Far away from the drama of Westminster, technical talks between the EU and UK on the protocol continue. But since the EU published its offer to scrap some of the most onerous checks on goods crossing between Great Britain and Northern Ireland in October 2021, little progress has been made. Officials on both sides say the atmosphere is friendly, although there have been no moves on substance. Minor technical steps keep things ticking along – next week, EU officials are due to test a UK database to get real-time access to data about goods traversing the GB-NI border – an issue that has been a long-running irritant between both sides at the highest levels.
Mujtaba Rahman, the managing director for Europe at the Eurasia Group, thinks a bigger breakthrough is on the horizon. He sees a window of opportunity opening up after the government’s fiscal statement on 17 November, when Sunak will be freer to look beyond the domestic agenda.
“The single most important thing he has got to do is restore the UK’s reputation for economic competence,” after the “spectacular failure” of Truss’s economic experiment, Rahman said.
“He doesn’t really have the freedom to get into a mad row with the EU over the protocol and even risk the possibility of a trade war next year. Markets are going to punish policy choices they believe are going to imperil the economic outlook.”

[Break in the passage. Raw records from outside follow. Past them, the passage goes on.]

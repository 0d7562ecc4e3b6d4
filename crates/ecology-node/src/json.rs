//! Conversion between ecology values and JSON for the HTTP endpoints.

use ecology_protocol::Value;
use serde_json::{Map, Number, Value as Json};

/// Render a value as JSON.
///
/// Blobs become arrays of bytes and chars become one-character strings.
/// Maps with non-string keys are rendered as lists of `[key, value]` pairs.
/// Non-finite floats become `null`.
pub fn to_json(value: &Value) -> Json {
    match value {
        Value::Int32(i) => Json::from(*i),
        Value::UInt32(u) => Json::from(*u),
        Value::Int64(i) => Json::from(*i),
        Value::Float32(f) => Number::from_f64(f64::from(*f)).map_or(Json::Null, Json::Number),
        Value::Float64(f) => Number::from_f64(*f).map_or(Json::Null, Json::Number),
        Value::String(s) => Json::String(s.clone()),
        Value::Blob(b) => Json::Array(b.iter().map(|byte| Json::from(*byte)).collect()),
        Value::Char(c) => Json::String(c.to_string()),
        Value::Bool(b) => Json::Bool(*b),
        Value::Null => Json::Null,
        Value::List(items) => Json::Array(items.iter().map(to_json).collect()),
        Value::Map(pairs) => {
            if pairs.iter().all(|(k, _)| k.as_str().is_some()) {
                let object: Map<String, Json> = pairs
                    .iter()
                    .filter_map(|(k, v)| k.as_str().map(|k| (k.to_string(), to_json(v))))
                    .collect();
                Json::Object(object)
            } else {
                Json::Array(
                    pairs
                        .iter()
                        .map(|(k, v)| Json::Array(vec![to_json(k), to_json(v)]))
                        .collect(),
                )
            }
        }
    }
}

/// Convert JSON into a value.
///
/// Integers become `Int32` when they fit and `Int64` otherwise. Everything
/// else numeric becomes `Float64`.
pub fn from_json(json: &Json) -> Value {
    match json {
        Json::Null => Value::Null,
        Json::Bool(b) => Value::Bool(*b),
        Json::Number(n) => {
            if let Some(i) = n.as_i64() {
                i32::try_from(i).map_or(Value::Int64(i), Value::Int32)
            } else {
                Value::Float64(n.as_f64().unwrap_or(f64::NAN))
            }
        }
        Json::String(s) => Value::String(s.clone()),
        Json::Array(items) => Value::List(items.iter().map(from_json).collect()),
        Json::Object(object) => Value::Map(
            object
                .iter()
                .map(|(k, v)| (Value::String(k.clone()), from_json(v)))
                .collect(),
        ),
    }
}
//! The ecology message envelope.
//!
//! An [`EcologyMessage`] is an ordered argument list plus routing metadata.
//! Protocol layers stack their control fields onto the tail of the argument
//! list and the receiving side pops them off in reverse order with
//! [`EcologyMessage::fetch_argument`].

use bytes::Bytes;
use std::collections::{BTreeSet, VecDeque};
use std::fmt;
use std::time::{SystemTime, UNIX_EPOCH};

use crate::codec::{self, CodecError};
use crate::value::Value;

/// Identifier of a device participating in an ecology.
#[derive(Debug, Clone, PartialEq, Eq, PartialOrd, Ord, Hash)]
pub struct DeviceId(pub String);

impl DeviceId {
    /// Create a new device ID.
    #[must_use]
    pub fn new(id: impl Into<String>) -> Self {
        Self(id.into())
    }

    /// Generate a device ID from the current time.
    #[must_use]
    pub fn generate() -> Self {
        let timestamp = SystemTime::now()
            .duration_since(UNIX_EPOCH)
            .map(|d| d.as_nanos())
            .unwrap_or_default();
        Self(format!("device_{:x}", timestamp))
    }

    /// Get the ID as a string slice.
    #[must_use]
    pub fn as_str(&self) -> &str {
        &self.0
    }
}

impl fmt::Display for DeviceId {
    fn fmt(&self, f: &mut fmt::Formatter<'_>) -> fmt::Result {
        f.write_str(&self.0)
    }
}

impl From<String> for DeviceId {
    fn from(s: String) -> Self {
        Self(s)
    }
}

impl From<&str> for DeviceId {
    fn from(s: &str) -> Self {
        Self(s.to_string())
    }
}

/// Routing mode of a message.
#[derive(Debug, Clone, Copy, PartialEq, Eq, Hash, Default)]
#[repr(i32)]
pub enum TargetType {
    /// Every device in the ecology.
    #[default]
    Broadcast = 0,
    /// The reference device.
    Server = 1,
    /// The devices listed in `targets`.
    Specific = 2,
}

impl From<TargetType> for i32 {
    fn from(tt: TargetType) -> i32 {
        tt as i32
    }
}

impl TryFrom<i32> for TargetType {
    type Error = &'static str;

    fn try_from(value: i32) -> Result<Self, Self::Error> {
        match value {
            0 => Ok(TargetType::Broadcast),
            1 => Ok(TargetType::Server),
            2 => Ok(TargetType::Specific),
            _ => Err("Invalid target type"),
        }
    }
}

/// A message exchanged between ecology devices.
#[derive(Debug, Clone, PartialEq, Default)]
pub struct EcologyMessage {
    arguments: VecDeque<Value>,
    /// Device that originated the message.
    pub source: Option<DeviceId>,
    /// Routing mode.
    pub target_type: TargetType,
    /// Destination devices, only meaningful for [`TargetType::Specific`].
    pub targets: BTreeSet<DeviceId>,
}

impl EcologyMessage {
    /// Create a broadcast message with the given arguments.
    #[must_use]
    pub fn new(arguments: impl IntoIterator<Item = Value>) -> Self {
        Self {
            arguments: arguments.into_iter().collect(),
            ..Self::default()
        }
    }

    /// Set the source device.
    #[must_use]
    pub fn with_source(mut self, source: impl Into<DeviceId>) -> Self {
        self.source = Some(source.into());
        self
    }

    /// Address the message to the reference device.
    #[must_use]
    pub fn for_server(mut self) -> Self {
        self.target_type = TargetType::Server;
        self.targets.clear();
        self
    }

    /// Address the message to specific devices.
    #[must_use]
    pub fn for_devices(mut self, targets: impl IntoIterator<Item = DeviceId>) -> Self {
        self.target_type = TargetType::Specific;
        self.targets = targets.into_iter().collect();
        self
    }

    /// Append an argument to the tail.
    pub fn add_argument(&mut self, value: impl Into<Value>) {
        self.arguments.push_back(value.into());
    }

    /// Remove and return the last argument.
    pub fn fetch_argument(&mut self) -> Option<Value> {
        self.arguments.pop_back()
    }

    /// Remove and return the first argument.
    pub fn fetch_first_argument(&mut self) -> Option<Value> {
        self.arguments.pop_front()
    }

    /// Borrow the remaining arguments.
    #[must_use]
    pub fn arguments(&self) -> &VecDeque<Value> {
        &self.arguments
    }

    /// Consume the message, returning its arguments in order.
    #[must_use]
    pub fn into_arguments(self) -> Vec<Value> {
        self.arguments.into()
    }

    #[must_use]
    pub fn len(&self) -> usize {
        self.arguments.len()
    }

    #[must_use]
    pub fn is_empty(&self) -> bool {
        self.arguments.is_empty()
    }

    /// Whether `device` is a destination of this message.
    #[must_use]
    pub fn is_addressed_to(&self, device: &DeviceId) -> bool {
        match self.target_type {
            TargetType::Broadcast => true,
            TargetType::Server => false,
            TargetType::Specific => self.targets.contains(device),
        }
    }

    /// Encode the message, routing metadata included.
    ///
    /// Targets, target type and source are appended after the arguments in
    /// that order, so [`EcologyMessage::decode`] pops source first.
    ///
    /// # Errors
    ///
    /// Returns an error if an argument cannot be encoded.
    pub fn encode(&self) -> Result<Bytes, CodecError> {
        let mut values: Vec<Value> = Vec::with_capacity(self.arguments.len() + 3);
        values.extend(self.arguments.iter().cloned());
        values.push(Value::List(
            self.targets
                .iter()
                .map(|t| Value::String(t.0.clone()))
                .collect(),
        ));
        values.push(Value::Int32(self.target_type.into()));
        values.push(
            self.source
                .as_ref()
                .map_or(Value::Null, |s| Value::String(s.0.clone())),
        );
        codec::encode(&values)
    }

    /// Decode a message produced by [`EcologyMessage::encode`].
    ///
    /// # Errors
    ///
    /// Returns an error if the bytes are malformed or the routing trailer is
    /// missing.
    pub fn decode(data: &[u8]) -> Result<Self, CodecError> {
        let mut arguments: VecDeque<Value> = codec::decode(data)?.into();

        let source = match arguments.pop_back() {
            Some(Value::Null) => None,
            Some(Value::String(s)) => Some(DeviceId(s)),
            _ => return Err(CodecError::InvalidEnvelope("source")),
        };

        let target_type = match arguments.pop_back() {
            Some(Value::Int32(v)) => {
                TargetType::try_from(v).map_err(CodecError::InvalidEnvelope)?
            }
            _ => return Err(CodecError::InvalidEnvelope("target type")),
        };

        let targets = match arguments.pop_back() {
            Some(Value::List(items)) => items
                .into_iter()
                .map(|item| {
                    item.into_string()
                        .map(DeviceId)
                        .ok_or(CodecError::InvalidEnvelope("target"))
                })
                .collect::<Result<BTreeSet<_>, _>>()?,
            _ => return Err(CodecError::InvalidEnvelope("targets")),
        };

        Ok(Self {
            arguments,
            source,
            target_type,
            targets,
        })
    }
}
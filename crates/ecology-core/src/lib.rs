//! # ecology-core
//!
//! The device-agnostic core of an Ecology: rooms with their event buses, the
//! connector topology, replicated key/value data and the loop that drives
//! them.
//!
//! - **Ecology** - rooms, topology and data sync of one device
//! - **Room / EventBroadcaster** - room-scoped publish/subscribe
//! - **Topology** - core/dependent forwarding and target resolution
//! - **DataSync** - reference/replica key/value synchronization
//! - **EcologyRuntime** - the single serialized ecology loop
//! - **EventBroadcasterManager** - fan-out of a room to many contexts
//!
//! ## Architecture
//!
//! ```text
//! ┌────────────┐  callbacks  ┌──────────────┐     ┌──────────┐
//! │ Connectors │────────────▶│ Ecology loop │────▶│  Rooms   │
//! └────────────┘             └──────────────┘     └──────────┘
//!        ▲                      │        │
//!        │      Topology        │        ▼
//!        └──────────────────────┘   ┌──────────┐
//!                                   │ DataSync │
//!                                   └──────────┘
//! ```
//!
//! ## Example
//!
//! ```rust,ignore
//! use ecology_core::{EcologyConfig, EcologyFactory, EcologyRuntime};
//!
//! let mut ecology = EcologyFactory::new().create(EcologyConfig::default())?;
//! ecology.add_connector(Box::new(connector));
//! ecology.connect_all().await?;
//!
//! let (handle, _join) = EcologyRuntime::spawn(ecology);
//! handle.publish("lobby", "tap", vec![Value::from(1)])?;
//! ```

pub mod data_sync;
pub mod ecology;
pub mod event;
pub mod manager;
pub mod room;
pub mod runtime;
pub mod topology;

pub use data_sync::{DataSync, DataSyncHandle, DataSyncListener};
pub use ecology::{Ecology, EcologyConfig, EcologyError, EcologyFactory};
pub use event::{EventBroadcaster, EventError, EventReceiver};
pub use manager::{ContextBroadcaster, EventBroadcasterManager};
pub use room::Room;
pub use runtime::{EcologyHandle, EcologyRuntime};
pub use topology::Topology;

For Rahman, this means “a reset with the EU and a desire to move the relationship to a more constructive place”.
If Sunak wants to turn the page on Brexit, he can walk through an open door. EU leaders are keen to move on after the tortuous arguments of the past six years over customs forms and cod quotas. Arguably the best day of Truss’s short-lived premiership was her attendance at a European summit in Prague, where she was praised by allies such as the Dutch prime minister, Mark Rutte, and agreed with the French president, Emmanuel Macron, to hold a UK-French summit in 2023, marking a thaw in relations after the bitter rows between Paris and London during Johnson’s stint in office.
Adding to optimism is a decision by the UK government announced on Friday not to call fresh elections in Northern Ireland until 2023, a move seen as creating space for talks on the protocol to progress.
If Sunak is serious about a negotiated settlement with the EU, he will have to accept compromises that will be unpalatable to hardline Eurosceptics, likely to include accepting a role for the European court of justice in policing EU law in Northern Ireland. Rahman thinks this is doable if Sunak continues to enjoy a bounce in the polls.
Following the widespread belief in the parliamentary party that they faced electoral annihilation under Truss, Sunak will have a bit more space to do what is needed on fiscal policy and on Europe if his party thinks it can deliver victory in a 2024 general election. Sunak “has given the Tories another lease of life and a pathway, a very narrow pathway to potential victory”, Rahman said, although his base case remains a Labour win.
Nobody in Brussels is taking anything for granted. “We have been going back and forth like a dog chasing its own tail in trying to figure out how to move forward with this relationship,” said the second EU diplomat. “And every time there seems to be space for a step forward we get overtaken by events in British politics [that] bring us back to square one.”